According to the American Sleep Association Jet lag is “is a physiological condition caused by disturbance to the body’s natural circadian rhythm, or internal clock”. It’s something most people have experienced when the travel, being from the west coast I can vouch that the three hour time difference from here to California always messes me up for a good three days until I become used to the different time zone. What I thought was interesting was that here on the east coast I tend to sleep around 1 am and wake up around 9am the next morning, making it 11 pm and 7 am back home on the west coast, but when I would fly between I would still feel the disruption.
The “circadian rhythm” is the “natural tendency of living things” and is that all living things are based around a 24 hour cycle, which influenced largely by the cycles of sun and darkness, day and night. When your cycle is disrupted by changing environments, you can experience an “adverse and conflicting biological and brain wave activity as [your body] attempt to cope to the new cycle”, which results in the symptoms of jetlag such as fatigue and irritability. Bright lights are the “most powerful” way to cause a phase shift, or an advacement or delay in circadian rhythms. Where bright light comes from waking in the morning “makes you wake up earlier” or “phase advance” and where light around the time you sleep, “makes you wake up later” which is known as “phase delay”.

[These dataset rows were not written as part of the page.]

//! Editor configuration.

use std::path::PathBuf;
use std::time::Duration;

use vedit_models::encoding::DEFAULT_VIDEO_ENCODER;

/// Software encoder used when hardware acceleration is switched off.
pub const SOFTWARE_VIDEO_ENCODER: &str = "libx264";

/// Editor configuration.
#[derive(Debug, Clone)]
pub struct EditorConfig {
    /// Directory for per-operation scratch files
    pub work_dir: PathBuf,
    /// Upper bound for one FFmpeg invocation
    pub ffmpeg_timeout: Duration,
    /// Maximum concurrent FFmpeg invocations across all requests
    pub max_concurrent_jobs: usize,
    /// Use CUDA decode/scale when the FFmpeg build supports it
    pub hwaccel: bool,
    /// Video encoder for every operation
    pub video_encoder: String,
}

impl Default for EditorConfig {
    fn default() -> Self {
        Self {
            work_dir: PathBuf::from("/tmp/vedit"),
            ffmpeg_timeout: Duration::from_secs(1800), // 30 minutes
            max_concurrent_jobs: 2,
            hwaccel: true,
            video_encoder: DEFAULT_VIDEO_ENCODER.to_string(),
        }
    }
}

impl EditorConfig {
    /// Create config from environment variables.
    pub fn from_env() -> Self {
        let defaults = Self::default();
        Self {
            work_dir: std::env::var("EDITOR_WORK_DIR")
                .map(PathBuf::from)
                .unwrap_or(defaults.work_dir),
            ffmpeg_timeout: std::env::var("FFMPEG_TIMEOUT_SECS")
                .ok()
                .and_then(|s| s.parse().ok())
                .map(Duration::from_secs)
                .unwrap_or(defaults.ffmpeg_timeout),
            max_concurrent_jobs: std::env::var("EDITOR_MAX_CONCURRENT_JOBS")
                .ok()
                .and_then(|s| s.parse().ok())
                .filter(|n: &usize| *n > 0)
                .unwrap_or(defaults.max_concurrent_jobs),
            hwaccel: std::env::var("EDITOR_HWACCEL")
                .ok()
                .map(|s| !matches!(s.trim().to_ascii_lowercase().as_str(), "0" | "false" | "no" | "off"))
                .unwrap_or(defaults.hwaccel),
            video_encoder: std::env::var("EDITOR_VIDEO_ENCODER")
                .ok()
                .filter(|s| !s.trim().is_empty())
                .unwrap_or(defaults.video_encoder),
        }
    }

    /// Encoder actually used; NVENC is swapped for x264 when acceleration is off.
    pub fn effective_encoder(&self) -> &str {
        if !self.hwaccel && self.video_encoder.ends_with("_nvenc") {
            SOFTWARE_VIDEO_ENCODER
        } else {
            &self.video_encoder
        }
    }
}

According to the ASA “west to east [coast] travel is considered the more adverse than vise versa, [because] it pushes the cycle forward rather than back”. Although it is important to note that Jet lag affects each person differently, where some experience it for only a day between time zones, where other can have a more severe case. “Whether circadian rhythms align with the environment is determined by factors such as exercise, melatonin, and light,” says the Scientific American.
A study conducted by Helen Burgess of the Rush University Medical Center in Chicago, looked at how to prevent jet lag by departing before phase shifting or leaving for another time zone before you shift in your cycle. The findings of the observational study where that “After three days of light exposure in the morning, the participants’ circadian rhythms shifted by an average of 2.1 hours”. This means that they would be adjusted to the time zones well by two days earlier than predicted, because they were “seeking and avoiding light at the right times” which allowed them to reduce their jet lag as they moved between time zones.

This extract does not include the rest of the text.